Category Archives: Environment

icey

Selective Environmental Review for 2015

A review of environmental protection, locally, nationally and internationally are all somewhat positive for 2015, especially when it comes to clean air and climate change issues.

Without doubt the biggest win for the environment was the December signing of an agreement by representatives from 190 countries to rein in global warming by reducing Carbon Dioxide (CO2) emissions. Most of the world, with the exception a few countries such as North Korea and the republican leadership here in the US, agree that global warming and rapid climate change must be addressed. Of course the plan is voluntary and each country has submitted there own plan as to what they will achieve but it is an important first step for the international community.

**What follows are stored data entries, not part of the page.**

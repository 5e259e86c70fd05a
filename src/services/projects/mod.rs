pub mod delete;
pub mod export;
pub mod get;
pub mod list;
pub mod save;

use actix_web::{HttpRequest, HttpResponse, Result as ActixResult};
use std::sync::Arc;

use crate::errors::Result;
use crate::models::projects::Project;
use crate::models::projects::requests::{ExportProjectQuery, SaveProjectRequest};
use crate::models::users::{User, UserRole};
use crate::models::{ApiResponse, ErrorCode};
use crate::storage::Storage;

pub struct ProjectService;

impl ProjectService {
    pub fn new_lazy() -> Self {
        Self
    }

    // 当前学生的项目
    pub async fn list_my_projects(&self, request: &HttpRequest) -> ActixResult<HttpResponse> {
        list::list_my_projects(self, request).await
    }

    // 新建或更新（草稿 / 提交）
    pub async fn save_project(
        &self,
        body: SaveProjectRequest,
        request: &HttpRequest,
    ) -> ActixResult<HttpResponse> {
        save::save_project(self, body, request).await
    }

    pub async fn get_project(&self, id: i64, request: &HttpRequest) -> ActixResult<HttpResponse> {
        get::get_project(self, id, request).await
    }

    pub async fn delete_project(&self, id: i64, request: &HttpRequest) -> ActixResult<HttpResponse> {
        delete::delete_project(self, id, request).await
    }

    pub async fn export_project(
        &self,
        id: i64,
        query: ExportProjectQuery,
        request: &HttpRequest,
    ) -> ActixResult<HttpResponse> {
        export::export_project(self, id, query, request).await
    }
}

/// 项目可见性：本人、其指导教师或管理员
pub(crate) async fn can_view(
    storage: &Arc<dyn Storage>,
    viewer: &User,
    project: &Project,
) -> Result<bool> {
    match viewer.role {
        UserRole::Admin => Ok(true),
        UserRole::Student => Ok(project.is_owned_by(&viewer.username)),
        UserRole::Teacher => Ok(storage
            .get_user_by_username(&project.student_username)
            .await?
            .is_some_and(|owner| owner.is_advised_by(&viewer.username))),
    }
}

fn project_not_found() -> HttpResponse {
    HttpResponse::NotFound().json(ApiResponse::error_empty(
        ErrorCode::ProjectNotFound,
        "Proje bulunamadı.",
    ))
}

fn permission_denied() -> HttpResponse {
    HttpResponse::Forbidden().json(ApiResponse::error_empty(
        ErrorCode::ProjectPermissionDenied,
        "Bu projeye erişim yetkiniz yok.",
    ))
}

/// 读取项目并校验查看权限
async fn load_visible(
    storage: &Arc<dyn Storage>,
    viewer: &User,
    id: i64,
) -> std::result::Result<Project, HttpResponse> {
    let project = match storage.get_project_by_id(id).await {
        Ok(Some(project)) => project,
        Ok(None) => return Err(project_not_found()),
        Err(e) => {
            return Err(crate::services::internal_error(
                ErrorCode::InternalServerError,
                "Project lookup failed",
                e,
            ));
        }
    };

    match can_view(storage, viewer, &project).await {
        Ok(true) => Ok(project),
        Ok(false) => Err(permission_denied()),
        Err(e) => Err(crate::services::internal_error(
            ErrorCode::InternalServerError,
            "Project permission check failed",
            e,
        )),
    }
}

#[cfg(test)]
mod tests;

In August this year the Environmental Protection Agency (EPA) finalized the clean power plan. The aim of the plan is to reduce CO2 emissions over 30 % by 2030. Each state has it’s own target. The formula is based on the amount of CO2 released per energy produced. Those states that have already taken steps will have an easier time achieving their particular goal. California has a relatively high mix of non carbon energy sources already so their target is only a 14 % reduction in emissions, whereas Arkansas needs a net reduction of 36 %.

Meeting the targets for the clean power plan will be made easier by the signing of the omnibus budget bill last week. Under the current legislation existing tax credits will not expire. The 30 percent Investment Tax Credit (ITC) for solar will be extended for another three years. It will then ramp down incrementally through 2021, and remain at 10 percent permanently beginning in 2022. The 2.3cent per kWhr Production Tax Credit (PTC) for wind will also be extended through next year. Projects that begin construction in 2017 will see a 20 percent reduction in the incentive. The PTC will then drop 20 percent each year through 2020.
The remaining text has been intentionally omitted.